Of course, I had a damn good bash at completing the 41 session miles on the week 3 plan (the whole of which arguably started too early and too fast anyway) and I wasn’t far off either, however, weigh that ‘achievement’ up against managing to exhaust myself both mentally and physically to the extent where even looking at the training plan resulted in a prickly adrenaline rush of panic and it doesn’t take much to see that something’s out of balance.
Now, I’m not going to pretend that an overzealous approach to rigidly maintaining a training plan is the only reason I slipped back into the realms of not managing my anxiety (work and personal issues don’t need an airing on this particular platform). Nor will I suggest that a genuine hip niggle and the most persistent head-cold-cum-chesty-cough I’ve had in about 5 years haven’t been key ingredients in reducing my mileage and causing me to pull out of my first two 2015 races either. However; a stubborn unwillingness to recognise the importance of rest and recovery, both mental and physical have clearly resulted in the wheels falling off the whole wagon that is Mission Glittermouse.
So what am I going to do about it? Well, first things first, I deleted that pesky panic-inducing training plan.
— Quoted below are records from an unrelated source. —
//! Shared state handed to every HTTP handler.

use crate::services::{
    object_store::DiskObjectStore, pipeline::ThumbnailPipeline, record_table::RecordTable,
    records::ThumbnailRecords,
};
use sqlx::SqlitePool;
use std::{num::NonZeroU32, sync::Arc};

/// Built once per process and cloned into handlers; every field is a cheap
/// handle onto shared collaborators.
#[derive(Clone)]
pub struct AppState {
    pub db: Arc<SqlitePool>,
    pub objects: DiskObjectStore,
    pub pipeline: ThumbnailPipeline,
    pub records: ThumbnailRecords,
    pub notify_on_upload: bool,
    pub region: String,
}

impl AppState {
    pub fn new(
        db: Arc<SqlitePool>,
        objects: DiskObjectStore,
        table: Arc<dyn RecordTable>,
        thumbnail_size: NonZeroU32,
        notify_on_upload: bool,
        region: impl Into<String>,
    ) -> Self {
        let pipeline = ThumbnailPipeline::new(Arc::new(objects.clone()), table.clone(), thumbnail_size);
        Self {
            db,
            objects,
            pipeline,
            records: ThumbnailRecords::new(table),
            notify_on_upload,
            region: region.into(),
        }
    }
}
//! Unified-diff synthesis from recontextualized fragments.
//!
//! For every occurrence the target file is re-read and two line sequences
//! are built: the lines preceding the fragment plus the fragment itself
//! (indentation restored), and the same prefix plus the replacement. The
//! line-based unified diff between the two is the patch body.

use crate::locate::Fragment;
use similar::TextDiff;
use std::collections::HashMap;
use std::fs;
use std::path::{Path, PathBuf};
use thiserror::Error;

#[derive(Error, Debug)]
pub enum SynthError {
    #[error("failed to read {path}: {source}")]
    Io {
        path: PathBuf,
        #[source]
        source: std::io::Error,
    },

    #[error("no replacement generated for fragment at {path}:{start_line}")]
    MissingReplacement { path: PathBuf, start_line: usize },
}

/// A unified diff for one fragment occurrence.
#[derive(Debug, Clone, PartialEq, Eq)]
pub struct Patch {
    pub target: PathBuf,
    pub start_line: usize,
    pub diff: String,
}

/// Compute a line-based unified diff with `a/`-style labels.
///
/// Whitespace-only diff lines are emitted as fully empty lines; downstream
/// patch-apply tooling is sensitive to trailing whitespace on context lines.
/// Identical inputs yield an empty string.
pub fn unified_diff(before: &str, after: &str, a_label: &str, b_label: &str) -> String {
    if before == after {
        return String::new();
    }

    let raw = TextDiff::from_lines(before, after)
        .unified_diff()
        .context_radius(3)
        .missing_newline_hint(false)
        .header(a_label, b_label)
        .to_string();

    let mut normalized = String::with_capacity(raw.len());
    for line in raw.lines() {
        if line.trim().is_empty() {
            normalized.push('\n');
        } else {
            normalized.push_str(line);
            normalized.push('\n');
        }
    }
    normalized
}

/// Synthesize patches for every fragment occurrence in one target file.
///
/// The file is re-read here so line numbers still align with the source the
/// fragments were extracted from. Occurrences whose replacement
/// recontextualizes to byte-identical lines produce no patch.
pub fn synthesize_file(
    target: &Path,
    fragments: &[Fragment],
    replacements: &HashMap<String, String>,
) -> Result<Vec<Patch>, SynthError> {
    let source = fs::read_to_string(target).map_err(|source| SynthError::Io {
        path: target.to_path_buf(),
        source,
    })?;

    let mut patches = Vec::new();
    for fragment in fragments {
        let replacement =
            replacements
                .get(&fragment.text)
                .ok_or_else(|| SynthError::MissingReplacement {
                    path: target.to_path_buf(),
                    start_line: fragment.start_line,
                })?;

        let before = join(fragment.recontextualize(&fragment.text, &source));
        let after = join(fragment.recontextualize(replacement, &source));

        let diff = unified_diff(
            &before,
            &after,
            &format!("a/{}", target.display()),
            &format!("b/{}", target.display()),
        );
        if diff.is_empty() {
            continue;
        }

        patches.push(Patch {
            target: target.to_path_buf(),
            start_line: fragment.start_line,
            diff,
        });
    }

    Ok(patches)
}

// Trailing newline keeps the diff free of no-newline markers, which the
// apply probe rejects when the real file continues past the fragment.
fn join(lines: Vec<String>) -> String {
    let mut text = lines.join("\n");
    text.push('\n');
    text
}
I know that as long as I include a speed session, some hill work, a couple of medium/recovery runs and a good slow long one (oo-er!) in to most of my weeks I’ll be doing fine. The order or the specifics of those don’t matter. If I can get to a point about a month pre marathon where I’m doing up to 50 miles a week, great. If I can do 20 miles in one go about 6 weeks before, fantastic. As long as I allow time for a nice long taper, without getting injured, brilliant. And that’s enough. I am not a professional athlete, I am not being paid for this and it is supposed to be fun. It’s supposed to be a hobby, something to do with my leisure time, not a new excuse to feel inadequate. Especially not when, let’s face it; no one else is going to care even a smidgen as much as I am. That’s not to dismiss training plans in their entirety, or appear complacent about the challenge, just that if the runs become the things you do to satisfy the plan… well that’s like the building being there to support the scaffolding and is all a bit about-face. Staying happy, healthy and running is surely the primary goal and if your plan (or more specifically in this case, your approach to fulfilling your plan) isn’t achieving that then get rid of it. Learn from the mistake and come back stronger. That’s what we runners do, right? Assess our performance and strategize.
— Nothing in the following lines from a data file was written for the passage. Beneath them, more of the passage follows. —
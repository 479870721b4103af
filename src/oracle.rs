//! The completion oracle: the external service that performs the actual
//! rewrite given a prompt.
//!
//! The pipeline only depends on the [`CompletionOracle`] capability trait;
//! [`OpenAiOracle`] is the production implementation, backed by an
//! OpenAI-style completions endpoint and a filesystem response cache.

use crate::cache::ResponseCache;
use crate::prompt::Prompt;
use serde::{Deserialize, Serialize};
use std::path::PathBuf;
use thiserror::Error;
use tracing::debug;
use xxhash_rust::xxh3::xxh3_64;

#[derive(Error, Debug)]
pub enum OracleError {
    #[error("completion request failed: {0}")]
    Http(#[from] reqwest::Error),

    #[error("completion API error ({status}): {message}")]
    Api { status: u16, message: String },

    #[error("completion returned zero alternatives")]
    NoChoices,

    #[error("failed to decode completion response: {0}")]
    Decode(#[from] serde_json::Error),

    #[error("response cache I/O error: {0}")]
    Cache(#[from] std::io::Error),
}

/// The interface the pipeline needs from a text-completion service: given a
/// prompt, token budget, and stop sequence, return the first generated
/// alternative. Zero alternatives is a contract violation.
pub trait CompletionOracle: Sync {
    fn complete(&self, prompt: &Prompt) -> Result<String, OracleError>;
}

#[derive(Serialize)]
struct CompletionRequest<'a> {
    model: &'a str,
    prompt: &'a str,
    max_tokens: usize,
    temperature: f32,
    stop: &'a str,
}

#[derive(Deserialize)]
struct CompletionResponse {
    choices: Vec<Choice>,
}

#[derive(Deserialize)]
struct Choice {
    text: String,
}

pub const DEFAULT_MODEL: &str = "gpt-3.5-turbo-instruct";
const DEFAULT_ENDPOINT: &str = "https://api.openai.com/v1/completions";

/// Completion oracle backed by an OpenAI-style `/v1/completions` endpoint.
pub struct OpenAiOracle {
    client: reqwest::blocking::Client,
    endpoint: String,
    api_key: String,
    model: String,
    cache: ResponseCache,
}

impl OpenAiOracle {
    pub fn new(api_key: String, model: String, cache_root: impl Into<PathBuf>) -> Self {
        Self {
            client: reqwest::blocking::Client::new(),
            endpoint: DEFAULT_ENDPOINT.to_string(),
            api_key,
            model,
            cache: ResponseCache::new(cache_root),
        }
    }

    /// Override the endpoint (for self-hosted gateways and tests).
    pub fn with_endpoint(mut self, endpoint: impl Into<String>) -> Self {
        self.endpoint = endpoint.into();
        self
    }

    fn fetch(&self, request: &CompletionRequest<'_>) -> Result<String, OracleError> {
        let response = self
            .client
            .post(&self.endpoint)
            .header("Authorization", format!("Bearer {}", self.api_key))
            .json(request)
            .send()?;

        let status = response.status();
        let body = response.text()?;
        if !status.is_success() {
            return Err(OracleError::Api {
                status: status.as_u16(),
                message: body,
            });
        }

        Ok(body)
    }
}

impl CompletionOracle for OpenAiOracle {
    fn complete(&self, prompt: &Prompt) -> Result<String, OracleError> {
        let request = CompletionRequest {
            model: &self.model,
            prompt: &prompt.text,
            max_tokens: prompt.max_tokens,
            temperature: 0.0,
            stop: &prompt.stop,
        };
        let key = request_key(&request)?;

        let raw = match self.cache.get(&key) {
            Some(raw) => {
                debug!("reading response from cache");
                raw
            }
            None => {
                let raw = self.fetch(&request)?;
                self.cache.set(&key, &raw)?;
                raw
            }
        };

        first_choice(&raw)
    }
}

/// Stable cache key over the full request payload.
fn request_key(request: &CompletionRequest<'_>) -> Result<String, OracleError> {
    let bytes = serde_json::to_vec(request)?;
    Ok(format!("{:016x}", xxh3_64(&bytes)))
}

fn first_choice(raw: &str) -> Result<String, OracleError> {
    let response: CompletionResponse = serde_json::from_str(raw)?;
    response
        .choices
        .into_iter()
        .next()
        .map(|choice| choice.text)
        .ok_or(OracleError::NoChoices)
}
And on that thread… what’s the next most common mistake? Coming back from injury (yes, even a mental injury) too fast and causing a new and unrelated problem or a flare up of the old. So that pointless ego that was prancing about all over my last update and waving it’s bum in everyone’s face like a dog on heat, has been thoroughly banished. I’m not eating all the cake but I am swallowing my pride along with a generous portion of the humble pie. Yesterday, I ran 3.5 miles. Only 3.5 miles. My first run since New year’s Eve, 9 days in to 2015. And I ran them slowly. And it was damned hard work. Today, I eventually built myself up to 4.5 miles on the treadmill. It felt a little easier. Tomorrow, if I feel like I want to, I might run 6 but I should probably have a rest day.
I’ve often said I wish I could take my own advice, so if this is the final thing you read before deciding you need to revise your plan, take a rest or just sack off your run ‘cause you feel a bit shitty; please learn from my mistake because I’d really like to think someone did. That’s not by way of dishing out an excuse to be lazy; you have to work hard to achieve your goals, but being honest about what those goals are and recognising that sometimes the best course of action is inaction isn’t exactly the easiest thing to do. Blindly following the map to the last inch is of no use if you don’t then notice that your cartographer has failed to plot that slippery old slope and you end up careering over the cliff. Having said that, I can at least now report that there does appear to be something like a rough path up out of the abyss. It’s not an easy one to follow but it’s there. I’ll see you on the other side; but I’d take the bridge if I were you.